My current plan is something like this:
- Put all migrations script tar-gizzed together and store them on Amazon S3
- Have a script on the application server which during boot does the following (by providing the script in the UserData field):
- Downloads Liquibase
- Downloads the latest migration scripts and unpacks them
- Run Liquibase command line tool to migrate the database
- Possible add a "migrate-utility" in a management console on the webapp to start a new migration on a running server.
Does anyone have any thoughts and/or experience to share with regards to working with both Liquibase & RDS? Would you go with a different strategy than what I’ve suggested above?
Regards,
Trond Andersen
I am using the Clojure version of Liquibase on RDS. I have setup Rake tasks to invoke Update
and Rollback
commands, which work well. I keep the migration as part of the code itself so that I can always refer it together with the app.
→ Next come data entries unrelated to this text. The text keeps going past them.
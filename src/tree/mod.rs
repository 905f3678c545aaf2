//! In-memory directory tree, scanning, and tree-text rendering.

mod layout;
pub(crate) mod walk;

use crate::error::Result;
use crate::ignore::IgnoreMatcher;
use std::path::Path;

pub use layout::render;
pub use walk::scan;

/// A scanned filesystem node.
#[derive(Debug, Clone, PartialEq, Eq)]
pub enum TreeNode {
    Directory(Children),
    File,
}

impl TreeNode {
    pub fn is_dir(&self) -> bool {
        matches!(self, TreeNode::Directory(_))
    }

    /// Children of a directory; `None` for files.
    pub fn children(&self) -> Option<&Children> {
        match self {
            TreeNode::Directory(children) => Some(children),
            TreeNode::File => None,
        }
    }

    /// Relative paths of every node below this one, depth first, directories
    /// suffixed with `/`.
    pub fn paths(&self) -> Vec<String> {
        let mut out = Vec::new();
        collect_paths(self, "", &mut out);
        out
    }
}

fn collect_paths(node: &TreeNode, prefix: &str, out: &mut Vec<String>) {
    let Some(children) = node.children() else {
        return;
    };
    for (name, child) in children.iter() {
        let path = format!("{prefix}{name}");
        if child.is_dir() {
            out.push(format!("{path}/"));
            collect_paths(child, &format!("{path}/"), out);
        } else {
            out.push(path);
        }
    }
}

/// Directory children keyed by name, kept in insertion order.
///
/// Rendering relies on this order to decide which sibling is last.
#[derive(Debug, Clone, Default, PartialEq, Eq)]
pub struct Children {
    entries: Vec<(String, TreeNode)>,
}

impl Children {
    pub fn new() -> Self {
        Self::default()
    }

    /// Insert at the end, or replace in place if `name` is already present.
    pub fn insert(&mut self, name: impl Into<String>, node: TreeNode) {
        let name = name.into();
        match self.entries.iter_mut().find(|(n, _)| *n == name) {
            Some(slot) => slot.1 = node,
            None => self.entries.push((name, node)),
        }
    }

    /// Append without checking for an existing name. Directory listings
    /// never repeat a name, so the scanner takes this path.
    pub(crate) fn push(&mut self, name: String, node: TreeNode) {
        self.entries.push((name, node));
    }

    pub fn get(&self, name: &str) -> Option<&TreeNode> {
        self.entries
            .iter()
            .find(|(n, _)| n == name)
            .map(|(_, node)| node)
    }

    pub fn iter(&self) -> impl ExactSizeIterator<Item = (&str, &TreeNode)> {
        self.entries.iter().map(|(n, node)| (n.as_str(), node))
    }

    pub fn names(&self) -> Vec<&str> {
        self.entries.iter().map(|(n, _)| n.as_str()).collect()
    }

    pub fn len(&self) -> usize {
        self.entries.len()
    }

    pub fn is_empty(&self) -> bool {
        self.entries.is_empty()
    }
}

/// Abstraction over tree construction so it can be swapped or mocked.
pub trait TreeScanner {
    fn scan(&self, root: &Path, matcher: &IgnoreMatcher) -> Result<TreeNode>;
}

/// Default `TreeScanner` that delegates to the walkdir-based implementation.
pub struct WalkdirScanner;

impl TreeScanner for WalkdirScanner {
    fn scan(&self, root: &Path, matcher: &IgnoreMatcher) -> Result<TreeNode> {
        scan(root, matcher)
    }
}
I liked the idea of a web console for migration from what you described. It is probably a good idea as a Liquibase extension
Regards,
Shantanu
After reading a bit more about CloudFormation and the possibilities here, I’ve come to the following conclusion:
- The app server (Beantalk) get the responsibility to do database migration
- The CloudFormation template (CFT) includes a reference on the Beanstalk instance to liquibase file stored on Amazon S3
- CFT will include a cfn-init part which will download liquibase and the changesets
- The user data for the Beanstalk instance includes a small script which triggers the cfn-init to run and after cfn-init is finished, run the liquibase migration
This is mostly based on the information in this paper:
https://s3.amazonaws.com/cloudformation-examples/BoostrappingApplicationsWithAWSCloudFormation.pdf
From page 7 there is a description on how to get CloudFormation to define packages to install and scripts to be run which makes me think this is the best approach for us since we are going to use CloudFormation.